[Dataset entries]
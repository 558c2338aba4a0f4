#![doc = include_str!("../README.md")]

mod config;
mod output;
mod telemetry;

use annolane::{Annotator, ChannelSubscriber, Event, FileSource};
use anyhow::{anyhow, bail};
use clap::Parser;
use config::{CliArgs, RunConfig};
use output::{PassThrough, Sink, metadata, write_line, write_value};
use telemetry::init_telemetry;

#[global_allocator]
static GLOBAL: mimalloc::MiMalloc = mimalloc::MiMalloc;

/// Results buffered between the coordination thread and the writer.
const EVENT_BUFFER: usize = 1024;

fn main() -> anyhow::Result<()> {
    // Load from .env
    let _ = dotenvy::dotenv();
    let args = CliArgs::parse();
    let config = RunConfig::try_from(args)?;

    init_telemetry()?;
    log_startup_info(&config);

    let source = FileSource::new(config.inputs.clone())?;
    let mut out = Sink::create(config.output.as_deref())?;
    write_value(&mut out, &metadata(&config.inputs, &config.annotator))?;

    let (subscriber, events) = ChannelSubscriber::bounded(EVENT_BUFFER);
    let coordinator = Annotator::new(source, PassThrough)
        .with_config(config.annotator)
        .subscribe(subscriber)?;

    let mut written = 0u64;
    let mut failed = 0u64;
    let outcome = loop {
        match events.recv() {
            Ok(Event::Next(item)) => {
                if item.is_failed() {
                    failed += 1;
                }
                write_line(&mut out, item)?;
                written += 1;
            }
            Ok(Event::Complete) => break Ok(()),
            Ok(Event::Error(e)) => break Err(anyhow::Error::from(e)),
            Err(_) => break Err(anyhow!("Run stopped without reporting an outcome")),
        }
    };
    out.finish()?;

    if coordinator.join().is_err() {
        bail!("Coordinator thread panicked");
    }

    match &outcome {
        Ok(()) => tracing::info!(written, failed, "Annotation finished"),
        Err(e) => tracing::error!(written, failed, "Annotation aborted: {e}"),
    }
    outcome
}

fn log_startup_info(config: &RunConfig) {
    if cfg!(debug_assertions) {
        tracing::info!("Starting annotation with full config: {:#?}", config);
    } else {
        tracing::info!(
            "Starting annotation of {} with {} workers",
            config.inputs.vcf.display(),
            config.annotator.workers
        );
    }
}
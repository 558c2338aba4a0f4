use crate::error::{Error, Result};

/// Number of lanes used when none is configured: four per logical CPU.
///
/// Lanes spend most of their time waiting on the predictor, so the pool is
/// sized well past the core count. The value is not capped.
pub fn default_workers() -> usize {
    num_cpus::get().saturating_mul(4).max(1)
}

/// Tuning for one annotation run.
#[derive(Clone, Copy, Debug, PartialEq, Eq)]
#[cfg_attr(feature = "serde", derive(serde::Serialize, serde::Deserialize))]
#[cfg_attr(feature = "serde", serde(default))]
pub struct AnnotatorConfig {
    /// Number of lanes, and therefore lane threads. Must be at least 1.
    pub workers: usize,
    /// Global position of the first emitted record. Records before it are
    /// read and discarded.
    pub start_position: u64,
}

impl AnnotatorConfig {
    pub const fn new(workers: usize) -> Self {
        Self {
            workers,
            start_position: 0,
        }
    }

    #[must_use]
    pub const fn with_start_position(mut self, start_position: u64) -> Self {
        self.start_position = start_position;
        self
    }

    /// # Errors
    ///
    /// Returns [`Error::InvalidConfig`] if `workers` is zero, or if
    /// `start_position` is so large that the positions of the first two
    /// rounds of lanes do not fit in a `u64`.
    pub fn validate(&self) -> Result<()> {
        if self.workers == 0 {
            return Err(Error::InvalidConfig {
                reason: "workers must be at least 1".to_owned(),
            });
        }
        let span = u64::try_from(self.workers)
            .ok()
            .and_then(|workers| workers.checked_mul(2));
        if span
            .and_then(|span| self.start_position.checked_add(span))
            .is_none()
        {
            return Err(Error::InvalidConfig {
                reason: format!(
                    "start_position {} is out of range for {} workers",
                    self.start_position, self.workers
                ),
            });
        }
        Ok(())
    }
}

impl Default for AnnotatorConfig {
    fn default() -> Self {
        Self::new(default_workers())
    }
}
//! Lane-striped annotation with ordered reassembly.
//!
//! A run owns `N` lanes. Lane `i` reads the whole input through its
//! own streams but only annotates the records at positions `i`, `i + N`,
//! `i + 2N` and so on. The [`Dispatcher`] walks the lanes round-robin and
//! hands out one [`Slot`] per position, which is what puts the results back
//! into input order no matter which lane finishes first.
//!
//! Each lane holds exactly one armed slot. It is re-armed for its next
//! position only when the dispatcher collects the previous slot, which
//! bounds the work in flight to `N` records.

mod annotator;
mod dispatcher;
mod lane;
mod slot;
mod subscriber;

pub use annotator::*;
pub use dispatcher::Dispatcher;
pub use slot::{Annotated, Completion, Slot};
pub use subscriber::*;
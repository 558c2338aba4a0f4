mod config;
mod engine;
mod error;
mod pairing;
mod resolve;
mod runtime;
mod source;
mod variant;

pub use crate::config::*;
pub use crate::engine::*;
pub use crate::error::*;
pub use crate::pairing::*;
pub use crate::resolve::*;
pub use crate::runtime::*;
pub use crate::source::*;
pub use crate::variant::*;
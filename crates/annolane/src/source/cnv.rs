use crate::{
    error::{Error, Result},
    variant::{Chromosome, CnvVariant, Locus, Variant},
};
use std::{collections::HashMap, io::BufRead};

const REQUIRED: [&str; 5] = ["CHROM", "START", "END", "EXON_NUM", "TRANSCRIPT"];

struct Row {
    locus: Locus,
    exon: String,
    transcript: String,
}

/// Reads a whitespace-separated CNV table as [`Variant::Cnv`] records.
///
/// The column layout comes from the `#CHROM …` header line. Consecutive rows
/// with the same locus describe the same event over several exons and are
/// merged into one record that lists each distinct exon number and transcript
/// in order of appearance. Rows on patch contigs are skipped.
pub struct CnvReader<R> {
    lines: std::io::Lines<R>,
    line_no: usize,
    origin: String,
    columns: HashMap<String, usize>,
    pending: Option<Row>,
}

impl<R: BufRead> CnvReader<R> {
    /// `origin` names the input in error messages.
    pub fn new(reader: R, origin: impl Into<String>) -> Self {
        Self {
            lines: reader.lines(),
            line_no: 0,
            origin: origin.into(),
            columns: HashMap::new(),
            pending: None,
        }
    }

    fn invalid(&self, what: impl core::fmt::Display) -> Error {
        Error::Input {
            context: format!("{}:{}: {what}", self.origin, self.line_no),
        }
    }

    fn read_header(&mut self, line: &str) {
        let header = line.trim_start_matches('#').trim();
        if !header.to_ascii_uppercase().starts_with("CHROM") {
            return;
        }
        self.columns = header
            .split_whitespace()
            .enumerate()
            .map(|(i, name)| (name.to_ascii_uppercase(), i))
            .collect();
    }

    fn column<'a>(&self, values: &[&'a str], name: &str) -> Result<&'a str> {
        let idx = *self
            .columns
            .get(name)
            .ok_or_else(|| self.invalid(format!("header has no {name} column")))?;
        values
            .get(idx)
            .copied()
            .ok_or_else(|| self.invalid(format!("row has no value for {name}")))
    }

    /// Reads the next data row, or `None` at end of input.
    fn next_row(&mut self) -> Result<Option<Row>> {
        loop {
            let Some(line) = self.lines.next() else {
                return Ok(None);
            };
            let line = line?;
            self.line_no += 1;

            if line.starts_with('#') {
                self.read_header(&line);
                continue;
            }
            if line.trim().is_empty() {
                continue;
            }
            if REQUIRED.iter().any(|c| !self.columns.contains_key(*c)) {
                return Err(self.invalid("data row before a complete #CHROM header"));
            }

            let values: Vec<&str> = line.split_whitespace().collect();
            let raw_chrom = self.column(&values, "CHROM")?;
            let chromosome = Chromosome::parse(raw_chrom)
                .ok_or_else(|| self.invalid(format!("unknown chromosome {raw_chrom}")))?;
            if !chromosome.is_supported() {
                continue;
            }
            let start = self
                .column(&values, "START")?
                .parse::<u64>()
                .map_err(|_| self.invalid("START is not a positive integer"))?;
            let end = self
                .column(&values, "END")?
                .parse::<u64>()
                .map_err(|_| self.invalid("END is not a positive integer"))?;

            return Ok(Some(Row {
                locus: Locus::new(chromosome, start, end),
                exon: self.column(&values, "EXON_NUM")?.to_owned(),
                transcript: self.column(&values, "TRANSCRIPT")?.to_owned(),
            }));
        }
    }

    fn read_variant(&mut self) -> Result<Option<Variant>> {
        let first = match self.pending.take() {
            Some(row) => row,
            None => match self.next_row()? {
                Some(row) => row,
                None => return Ok(None),
            },
        };

        let mut exons = vec![first.exon];
        let mut transcripts = vec![first.transcript];
        while let Some(row) = self.next_row()? {
            if row.locus != first.locus {
                self.pending = Some(row);
                break;
            }
            if !exons.contains(&row.exon) {
                exons.push(row.exon);
            }
            if !transcripts.contains(&row.transcript) {
                transcripts.push(row.transcript);
            }
        }

        Ok(Some(
            CnvVariant {
                locus: first.locus,
                exons,
                transcripts,
            }
            .into(),
        ))
    }
}

impl<R: BufRead> Iterator for CnvReader<R> {
    type Item = Result<Variant>;

    fn next(&mut self) -> Option<Self::Item> {
        self.read_variant().transpose()
    }
}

## WHAT YOU ARE ASKED TO DO
Extract every line above that contains the word "core".

## ANSWER BOX
/// sized well past the core count. The value is not capped.
    fn invalid(&self, what: impl core::fmt::Display) -> Error {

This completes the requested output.